=== Exercise objective ===
The data that follows should be copied out exactly.

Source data
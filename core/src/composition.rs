//! Reducer composition utilities
//!
//! This module provides utilities for composing slice reducers into an
//! application reducer:
//! - **`combine_reducers`**: run two reducers on the same state/action
//! - **`scope_reducer`**: focus a reducer on a slice of state and a subset of
//!   actions
//!
//! Both combinators preserve `Clone`, which the Store runtime requires of its
//! reducer.

use crate::SmallVec;
use crate::effect::Effect;
use crate::reducer::Reducer;

/// Combines two reducers that operate on the same state and action types.
///
/// Each reducer runs in sequence and all effects are concatenated. Nest calls
/// to combine more than two.
///
/// # Examples
///
/// ```ignore
/// let app_reducer = combine_reducers(users_scoped, posts_scoped);
/// ```
#[must_use]
pub const fn combine_reducers<R1, R2>(first: R1, second: R2) -> CombinedReducer<R1, R2> {
    CombinedReducer { first, second }
}

/// A reducer pair that runs both halves in sequence.
///
/// Created by [`combine_reducers`].
#[derive(Clone, Debug)]
pub struct CombinedReducer<R1, R2> {
    first: R1,
    second: R2,
}

impl<S, A, E, R1, R2> Reducer for CombinedReducer<R1, R2>
where
    A: Clone,
    R1: Reducer<State = S, Action = A, Environment = E>,
    R2: Reducer<State = S, Action = A, Environment = E>,
{
    type State = S;
    type Action = A;
    type Environment = E;

    fn reduce(
        &self,
        state: &mut Self::State,
        action: Self::Action,
        env: &Self::Environment,
    ) -> SmallVec<[Effect<Self::Action>; 4]> {
        let mut all_effects = self.first.reduce(state, action.clone(), env);
        all_effects.extend(self.second.reduce(state, action, env));
        all_effects
    }
}

/// Scopes a slice reducer to operate inside a larger application state.
///
/// The state lens (`get_state`/`set_state`) focuses the slice's state inside
/// the parent state. The action prism (`extract`/`embed`) routes only the
/// slice's own actions to it and lifts the actions its effects produce back
/// into the parent action type. A scoped reducer therefore never observes
/// another slice's state or actions.
///
/// # Examples
///
/// ```ignore
/// let users_scoped = scope_reducer(
///     UsersReducer::new(),
///     |app: &AppState| &app.users,
///     |app: &mut AppState, users| app.users = users,
///     |action: &AppAction| match action {
///         AppAction::Users(a) => Some(a.clone()),
///         AppAction::Posts(_) => None,
///     },
///     AppAction::Users,
/// );
/// ```
pub const fn scope_reducer<S, CS, A, CA, E, R>(
    reducer: R,
    get_state: fn(&S) -> &CS,
    set_state: fn(&mut S, CS),
    extract: fn(&A) -> Option<CA>,
    embed: fn(CA) -> A,
) -> ScopedReducer<S, CS, A, CA, E, R>
where
    CS: Clone,
    R: Reducer<State = CS, Action = CA, Environment = E>,
{
    ScopedReducer {
        reducer,
        get_state,
        set_state,
        extract,
        embed,
        _phantom: std::marker::PhantomData,
    }
}

/// A reducer focused on a slice of state and a subset of actions.
///
/// Created by [`scope_reducer`].
pub struct ScopedReducer<S, CS, A, CA, E, R>
where
    CS: Clone,
    R: Reducer<State = CS, Action = CA, Environment = E>,
{
    reducer: R,
    get_state: fn(&S) -> &CS,
    set_state: fn(&mut S, CS),
    extract: fn(&A) -> Option<CA>,
    embed: fn(CA) -> A,
    _phantom: std::marker::PhantomData<(fn() -> S, fn() -> A, fn() -> E)>,
}

impl<S, CS, A, CA, E, R> Clone for ScopedReducer<S, CS, A, CA, E, R>
where
    CS: Clone,
    R: Reducer<State = CS, Action = CA, Environment = E> + Clone,
{
    fn clone(&self) -> Self {
        Self {
            reducer: self.reducer.clone(),
            get_state: self.get_state,
            set_state: self.set_state,
            extract: self.extract,
            embed: self.embed,
            _phantom: std::marker::PhantomData,
        }
    }
}

impl<S, CS, A, CA, E, R> Reducer for ScopedReducer<S, CS, A, CA, E, R>
where
    CS: Clone,
    A: Send + 'static,
    CA: Send + 'static,
    R: Reducer<State = CS, Action = CA, Environment = E>,
{
    type State = S;
    type Action = A;
    type Environment = E;

    fn reduce(
        &self,
        state: &mut Self::State,
        action: Self::Action,
        env: &Self::Environment,
    ) -> SmallVec<[Effect<Self::Action>; 4]> {
        let Some(child_action) = (self.extract)(&action) else {
            return SmallVec::new();
        };

        // Lens: copy the slice out, reduce, write it back
        let mut child_state = (self.get_state)(state).clone();
        let effects = self.reducer.reduce(&mut child_state, child_action, env);
        (self.set_state)(state, child_state);

        // Prism: lift slice actions produced by effects into the parent type
        let embed = self.embed;
        effects.into_iter().map(|effect| effect.map(embed)).collect()
    }
}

=== Solution ===
filename core/src/composition.rs
//! Reducer composition utilities
//!
//! This module provides utilities for composing slice reducers into an
//! application reducer:
//! - **`combine_reducers`**: run two reducers on the same state/action
//! - **`scope_reducer`**: focus a reducer on a slice of state and a subset of
//!   actions
//!
//! Both combinators preserve `Clone`, which the Store runtime requires of its
//! reducer.

use crate::SmallVec;
use crate::effect::Effect;
use crate::reducer::Reducer;

/// Combines two reducers that operate on the same state and action types.
///
/// Each reducer runs in sequence and all effects are concatenated. Nest calls
/// to combine more than two.
///
/// # Examples
///
/// ```ignore
/// let app_reducer = combine_reducers(users_scoped, posts_scoped);
/// ```
#[must_use]
pub const fn combine_reducers<R1, R2>(first: R1, second: R2) -> CombinedReducer<R1, R2> {
    CombinedReducer { first, second }
}

/// A reducer pair that runs both halves in sequence.
///
/// Created by [`combine_reducers`].
#[derive(Clone, Debug)]
pub struct CombinedReducer<R1, R2> {
    first: R1,
    second: R2,
}

impl<S, A, E, R1, R2> Reducer for CombinedReducer<R1, R2>
where
    A: Clone,
    R1: Reducer<State = S, Action = A, Environment = E>,
    R2: Reducer<State = S, Action = A, Environment = E>,
{
    type State = S;
    type Action = A;
    type Environment = E;

    fn reduce(
        &self,
        state: &mut Self::State,
        action: Self::Action,
        env: &Self::Environment,
    ) -> SmallVec<[Effect<Self::Action>; 4]> {
        let mut all_effects = self.first.reduce(state, action.clone(), env);
        all_effects.extend(self.second.reduce(state, action, env));
        all_effects
    }
}

/// Scopes a slice reducer to operate inside a larger application state.
///
/// The state lens (`get_state`/`set_state`) focuses the slice's state inside
/// the parent state. The action prism (`extract`/`embed`) routes only the
/// slice's own actions to it and lifts the actions its effects produce back
/// into the parent action type. A scoped reducer therefore never observes
/// another slice's state or actions.
///
/// # Examples
///
/// ```ignore
/// let users_scoped = scope_reducer(
///     UsersReducer::new(),
///     |app: &AppState| &app.users,
///     |app: &mut AppState, users| app.users = users,
///     |action: &AppAction| match action {
///         AppAction::Users(a) => Some(a.clone()),
///         AppAction::Posts(_) => None,
///     },
///     AppAction::Users,
/// );
/// ```
pub const fn scope_reducer<S, CS, A, CA, E, R>(
    reducer: R,
    get_state: fn(&S) -> &CS,
    set_state: fn(&mut S, CS),
    extract: fn(&A) -> Option<CA>,
    embed: fn(CA) -> A,
) -> ScopedReducer<S, CS, A, CA, E, R>
where
    CS: Clone,
    R: Reducer<State = CS, Action = CA, Environment = E>,
{
    ScopedReducer {
        reducer,
        get_state,
        set_state,
        extract,
        embed,
        _phantom: std::marker::PhantomData,
    }
}

/// A reducer focused on a slice of state and a subset of actions.
///
/// Created by [`scope_reducer`].
pub struct ScopedReducer<S, CS, A, CA, E, R>
where
    CS: Clone,
    R: Reducer<State = CS, Action = CA, Environment = E>,
{
    reducer: R,
    get_state: fn(&S) -> &CS,
    set_state: fn(&mut S, CS),
    extract: fn(&A) -> Option<CA>,
    embed: fn(CA) -> A,
    _phantom: std::marker::PhantomData<(fn() -> S, fn() -> A, fn() -> E)>,
}

impl<S, CS, A, CA, E, R> Clone for ScopedReducer<S, CS, A, CA, E, R>
where
    CS: Clone,
    R: Reducer<State = CS, Action = CA, Environment = E> + Clone,
{
    fn clone(&self) -> Self {
        Self {
            reducer: self.reducer.clone(),
            get_state: self.get_state,
            set_state: self.set_state,
            extract: self.extract,
            embed: self.embed,
            _phantom: std::marker::PhantomData,
        }
    }
}

impl<S, CS, A, CA, E, R> Reducer for ScopedReducer<S, CS, A, CA, E, R>
where
    CS: Clone,
    A: Send + 'static,
    CA: Send + 'static,
    R: Reducer<State = CS, Action = CA, Environment = E>,
{
    type State = S;
    type Action = A;
    type Environment = E;

    fn reduce(
        &self,
        state: &mut Self::State,
        action: Self::Action,
        env: &Self::Environment,
    ) -> SmallVec<[Effect<Self::Action>; 4]> {
        let Some(child_action) = (self.extract)(&action) else {
            return SmallVec::new();
        };

        // Lens: copy the slice out, reduce, write it back
        let mut child_state = (self.get_state)(state).clone();
        let effects = self.reducer.reduce(&mut child_state, child_action, env);
        (self.set_state)(state, child_state);

        // Prism: lift slice actions produced by effects into the parent type
        let embed = self.embed;
        effects.into_iter().map(|effect| effect.map(embed)).collect()
    }
}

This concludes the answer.